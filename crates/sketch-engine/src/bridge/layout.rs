/// Shared frame-buffer layout.
/// Must stay in sync with the TypeScript `protocol.ts`.
///
/// Layout (all values in f32 / 4 bytes):
/// ```text
/// [Header: 16 floats]
/// [Discs: max_discs x 8 floats]
/// [Segments: max_segments x 8 floats]
/// [Notes: max_notes x 1 float]
/// [Events: max_events x 4 floats]
/// ```
///
/// Capacities are written once into the header at init; the host reads them
/// to compute section offsets dynamically.
use crate::api::sketch::SketchConfig;
use crate::api::types::SketchEvent;
use crate::surface::{DiscInstance, SegmentInstance};

/// Number of floats in the header section.
pub const HEADER_FLOATS: usize = 16;

/// Header field indices.
pub const HEADER_FRAME_COUNTER: usize = 0;
pub const HEADER_MAX_DISCS: usize = 1;
pub const HEADER_DISC_COUNT: usize = 2;
pub const HEADER_MAX_SEGMENTS: usize = 3;
pub const HEADER_SEGMENT_COUNT: usize = 4;
pub const HEADER_MAX_NOTES: usize = 5;
pub const HEADER_NOTE_COUNT: usize = 6;
pub const HEADER_MAX_EVENTS: usize = 7;
pub const HEADER_EVENT_COUNT: usize = 8;
pub const HEADER_VIEW_ZOOM: usize = 9;
pub const HEADER_FADE_ALPHA: usize = 10;
pub const HEADER_BACKGROUND_R: usize = 11;
pub const HEADER_BACKGROUND_G: usize = 12;
pub const HEADER_BACKGROUND_B: usize = 13;
pub const HEADER_PROTOCOL_VERSION: usize = 14;

/// Protocol version written into the header.
pub const PROTOCOL_VERSION: f32 = 1.0;

/// Runtime-computed buffer layout.
#[derive(Debug, Clone, PartialEq)]
pub struct FrameLayout {
    pub max_discs: usize,
    pub max_segments: usize,
    pub max_notes: usize,
    pub max_events: usize,

    /// Size of the disc section in floats.
    pub disc_data_floats: usize,
    /// Size of the segment section in floats.
    pub segment_data_floats: usize,
    /// Size of the note section in floats.
    pub note_data_floats: usize,
    /// Size of the event section in floats.
    pub event_data_floats: usize,

    /// Offset (in floats) where disc data begins.
    pub disc_data_offset: usize,
    /// Offset (in floats) where segment data begins.
    pub segment_data_offset: usize,
    /// Offset (in floats) where note data begins.
    pub note_data_offset: usize,
    /// Offset (in floats) where event data begins.
    pub event_data_offset: usize,

    /// Total buffer size in floats.
    pub buffer_total_floats: usize,
    /// Total buffer size in bytes.
    pub buffer_total_bytes: usize,
}

impl FrameLayout {
    /// Compute layout from raw capacity values.
    pub fn new(
        max_discs: usize,
        max_segments: usize,
        max_notes: usize,
        max_events: usize,
    ) -> Self {
        let disc_data_floats = max_discs * DiscInstance::FLOATS;
        let segment_data_floats = max_segments * SegmentInstance::FLOATS;
        let note_data_floats = max_notes;
        let event_data_floats = max_events * SketchEvent::FLOATS;

        let disc_data_offset = HEADER_FLOATS;
        let segment_data_offset = disc_data_offset + disc_data_floats;
        let note_data_offset = segment_data_offset + segment_data_floats;
        let event_data_offset = note_data_offset + note_data_floats;

        let buffer_total_floats = event_data_offset + event_data_floats;
        let buffer_total_bytes = buffer_total_floats * 4;

        Self {
            max_discs,
            max_segments,
            max_notes,
            max_events,
            disc_data_floats,
            segment_data_floats,
            note_data_floats,
            event_data_floats,
            disc_data_offset,
            segment_data_offset,
            note_data_offset,
            event_data_offset,
            buffer_total_floats,
            buffer_total_bytes,
        }
    }

    /// Compute layout from a SketchConfig.
    pub fn from_config(config: &SketchConfig) -> Self {
        Self::new(
            config.max_discs,
            config.max_segments,
            config.max_notes,
            config.max_events,
        )
    }
}

#[cfg(test)]
mod tests {
    use super::*;

    #[test]
    fn sections_are_contiguous() {
        let layout = FrameLayout::new(100, 50, 16, 8);
        assert_eq!(layout.disc_data_offset, HEADER_FLOATS);
        assert_eq!(layout.segment_data_offset, HEADER_FLOATS + 800);
        assert_eq!(layout.note_data_offset, layout.segment_data_offset + 400);
        assert_eq!(layout.event_data_offset, layout.note_data_offset + 16);
        assert_eq!(
            layout.buffer_total_floats,
            layout.event_data_offset + 8 * SketchEvent::FLOATS
        );
        assert_eq!(layout.buffer_total_bytes, layout.buffer_total_floats * 4);
    }

    #[test]
    fn from_config_matches_capacities() {
        let config = SketchConfig {
            max_discs: 256,
            max_segments: 128,
            ..SketchConfig::default()
        };
        let layout = FrameLayout::from_config(&config);
        assert_eq!(layout.max_discs, 256);
        assert_eq!(layout.max_segments, 128);
        assert_eq!(layout.max_notes, config.max_notes);
        assert_eq!(layout.max_events, config.max_events);
    }
}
━━━━━━━━━━━━━━━━━━━━━━━━━━━━━━
=== The problem ===
Go through the data and copy each line exactly as it was written.

=== Task output ===
filename crates/sketch-engine/src/bridge/layout.rs
/// Shared frame-buffer layout.
/// Must stay in sync with the TypeScript `protocol.ts`.
///
/// Layout (all values in f32 / 4 bytes):
/// ```text
/// [Header: 16 floats]
/// [Discs: max_discs x 8 floats]
/// [Segments: max_segments x 8 floats]
/// [Notes: max_notes x 1 float]
/// [Events: max_events x 4 floats]
/// ```
///
/// Capacities are written once into the header at init; the host reads them
/// to compute section offsets dynamically.
use crate::api::sketch::SketchConfig;
use crate::api::types::SketchEvent;
use crate::surface::{DiscInstance, SegmentInstance};

/// Number of floats in the header section.
pub const HEADER_FLOATS: usize = 16;

/// Header field indices.
pub const HEADER_FRAME_COUNTER: usize = 0;
pub const HEADER_MAX_DISCS: usize = 1;
pub const HEADER_DISC_COUNT: usize = 2;
pub const HEADER_MAX_SEGMENTS: usize = 3;
pub const HEADER_SEGMENT_COUNT: usize = 4;
pub const HEADER_MAX_NOTES: usize = 5;
pub const HEADER_NOTE_COUNT: usize = 6;
pub const HEADER_MAX_EVENTS: usize = 7;
pub const HEADER_EVENT_COUNT: usize = 8;
pub const HEADER_VIEW_ZOOM: usize = 9;
pub const HEADER_FADE_ALPHA: usize = 10;
pub const HEADER_BACKGROUND_R: usize = 11;
pub const HEADER_BACKGROUND_G: usize = 12;
pub const HEADER_BACKGROUND_B: usize = 13;
pub const HEADER_PROTOCOL_VERSION: usize = 14;

/// Protocol version written into the header.
pub const PROTOCOL_VERSION: f32 = 1.0;

/// Runtime-computed buffer layout.
#[derive(Debug, Clone, PartialEq)]
pub struct FrameLayout {
    pub max_discs: usize,
    pub max_segments: usize,
    pub max_notes: usize,
    pub max_events: usize,

    /// Size of the disc section in floats.
    pub disc_data_floats: usize,
    /// Size of the segment section in floats.
    pub segment_data_floats: usize,
    /// Size of the note section in floats.
    pub note_data_floats: usize,
    /// Size of the event section in floats.
    pub event_data_floats: usize,

    /// Offset (in floats) where disc data begins.
    pub disc_data_offset: usize,
    /// Offset (in floats) where segment data begins.
    pub segment_data_offset: usize,
    /// Offset (in floats) where note data begins.
    pub note_data_offset: usize,
    /// Offset (in floats) where event data begins.
    pub event_data_offset: usize,

    /// Total buffer size in floats.
    pub buffer_total_floats: usize,
    /// Total buffer size in bytes.
    pub buffer_total_bytes: usize,
}

impl FrameLayout {
    /// Compute layout from raw capacity values.
    pub fn new(
        max_discs: usize,
        max_segments: usize,
        max_notes: usize,
        max_events: usize,
    ) -> Self {
        let disc_data_floats = max_discs * DiscInstance::FLOATS;
        let segment_data_floats = max_segments * SegmentInstance::FLOATS;
        let note_data_floats = max_notes;
        let event_data_floats = max_events * SketchEvent::FLOATS;

        let disc_data_offset = HEADER_FLOATS;
        let segment_data_offset = disc_data_offset + disc_data_floats;
        let note_data_offset = segment_data_offset + segment_data_floats;
        let event_data_offset = note_data_offset + note_data_floats;

        let buffer_total_floats = event_data_offset + event_data_floats;
        let buffer_total_bytes = buffer_total_floats * 4;

        Self {
            max_discs,
            max_segments,
            max_notes,
            max_events,
            disc_data_floats,
            segment_data_floats,
            note_data_floats,
            event_data_floats,
            disc_data_offset,
            segment_data_offset,
            note_data_offset,
            event_data_offset,
            buffer_total_floats,
            buffer_total_bytes,
        }
    }

    /// Compute layout from a SketchConfig.
    pub fn from_config(config: &SketchConfig) -> Self {
        Self::new(
            config.max_discs,
            config.max_segments,
            config.max_notes,
            config.max_events,
        )
    }
}

#[cfg(test)]
mod tests {
    use super::*;

    #[test]
    fn sections_are_contiguous() {
        let layout = FrameLayout::new(100, 50, 16, 8);
        assert_eq!(layout.disc_data_offset, HEADER_FLOATS);
        assert_eq!(layout.segment_data_offset, HEADER_FLOATS + 800);
        assert_eq!(layout.note_data_offset, layout.segment_data_offset + 400);
        assert_eq!(layout.event_data_offset, layout.note_data_offset + 16);
        assert_eq!(
            layout.buffer_total_floats,
            layout.event_data_offset + 8 * SketchEvent::FLOATS
        );
        assert_eq!(layout.buffer_total_bytes, layout.buffer_total_floats * 4);
    }

    #[test]
    fn from_config_matches_capacities() {
        let config = SketchConfig {
            max_discs: 256,
            max_segments: 128,
            ..SketchConfig::default()
        };
        let layout = FrameLayout::from_config(&config);
        assert_eq!(layout.max_discs, 256);
        assert_eq!(layout.max_segments, 128);
        assert_eq!(layout.max_notes, config.max_notes);
        assert_eq!(layout.max_events, config.max_events);
    }
}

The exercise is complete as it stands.